Check every line below, and copy those that include "Result".

## Dataset entries:
= = =
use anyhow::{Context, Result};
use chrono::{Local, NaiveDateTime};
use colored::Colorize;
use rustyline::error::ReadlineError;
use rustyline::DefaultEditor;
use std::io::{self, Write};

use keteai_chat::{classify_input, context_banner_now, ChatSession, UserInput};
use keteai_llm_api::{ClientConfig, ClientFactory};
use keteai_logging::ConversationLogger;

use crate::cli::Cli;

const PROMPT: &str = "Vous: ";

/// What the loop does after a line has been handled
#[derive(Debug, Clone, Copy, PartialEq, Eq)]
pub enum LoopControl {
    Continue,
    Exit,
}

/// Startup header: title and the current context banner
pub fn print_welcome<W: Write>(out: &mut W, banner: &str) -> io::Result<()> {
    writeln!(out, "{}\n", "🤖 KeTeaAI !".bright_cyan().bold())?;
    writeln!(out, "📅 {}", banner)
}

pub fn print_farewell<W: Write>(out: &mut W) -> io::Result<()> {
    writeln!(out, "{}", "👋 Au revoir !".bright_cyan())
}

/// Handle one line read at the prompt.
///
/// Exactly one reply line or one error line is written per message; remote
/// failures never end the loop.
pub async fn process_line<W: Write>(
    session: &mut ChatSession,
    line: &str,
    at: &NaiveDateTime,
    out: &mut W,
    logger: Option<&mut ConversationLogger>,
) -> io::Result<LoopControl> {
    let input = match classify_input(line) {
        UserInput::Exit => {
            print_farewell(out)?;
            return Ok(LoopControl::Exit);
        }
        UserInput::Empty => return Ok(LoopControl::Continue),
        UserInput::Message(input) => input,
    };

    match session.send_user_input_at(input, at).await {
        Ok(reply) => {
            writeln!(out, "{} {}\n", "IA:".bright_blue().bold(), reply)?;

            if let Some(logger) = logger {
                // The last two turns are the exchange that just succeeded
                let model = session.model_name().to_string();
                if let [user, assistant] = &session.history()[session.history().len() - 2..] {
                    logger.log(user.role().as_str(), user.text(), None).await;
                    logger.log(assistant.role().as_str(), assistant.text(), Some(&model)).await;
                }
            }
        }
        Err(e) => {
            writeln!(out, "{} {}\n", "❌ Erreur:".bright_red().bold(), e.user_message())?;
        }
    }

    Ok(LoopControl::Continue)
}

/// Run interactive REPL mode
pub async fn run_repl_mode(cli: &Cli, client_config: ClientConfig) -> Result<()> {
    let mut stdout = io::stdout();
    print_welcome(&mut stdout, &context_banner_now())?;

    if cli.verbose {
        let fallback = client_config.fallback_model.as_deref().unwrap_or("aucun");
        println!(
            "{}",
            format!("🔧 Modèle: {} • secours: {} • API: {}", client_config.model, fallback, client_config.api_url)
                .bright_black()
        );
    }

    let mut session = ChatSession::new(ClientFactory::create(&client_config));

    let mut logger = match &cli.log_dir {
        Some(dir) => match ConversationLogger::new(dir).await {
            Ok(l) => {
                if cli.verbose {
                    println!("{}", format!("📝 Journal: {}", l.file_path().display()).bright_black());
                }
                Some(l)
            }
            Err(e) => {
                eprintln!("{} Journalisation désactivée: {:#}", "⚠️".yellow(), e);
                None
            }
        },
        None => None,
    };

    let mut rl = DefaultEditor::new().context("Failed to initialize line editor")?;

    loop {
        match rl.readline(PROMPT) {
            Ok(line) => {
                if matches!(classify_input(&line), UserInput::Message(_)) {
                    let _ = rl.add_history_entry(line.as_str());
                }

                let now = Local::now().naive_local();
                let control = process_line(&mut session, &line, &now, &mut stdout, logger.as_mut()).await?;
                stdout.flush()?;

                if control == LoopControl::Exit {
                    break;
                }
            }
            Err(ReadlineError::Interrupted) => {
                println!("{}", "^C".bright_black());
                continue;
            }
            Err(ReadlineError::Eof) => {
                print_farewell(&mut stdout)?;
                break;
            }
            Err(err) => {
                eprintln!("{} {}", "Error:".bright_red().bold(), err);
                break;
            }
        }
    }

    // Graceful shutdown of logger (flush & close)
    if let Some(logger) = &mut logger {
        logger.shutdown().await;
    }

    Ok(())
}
= = =
## Response to the task:
use anyhow::{Context, Result};
pub fn print_welcome<W: Write>(out: &mut W, banner: &str) -> io::Result<()> {
pub fn print_farewell<W: Write>(out: &mut W) -> io::Result<()> {
) -> io::Result<LoopControl> {
pub async fn run_repl_mode(cli: &Cli, client_config: ClientConfig) -> Result<()> {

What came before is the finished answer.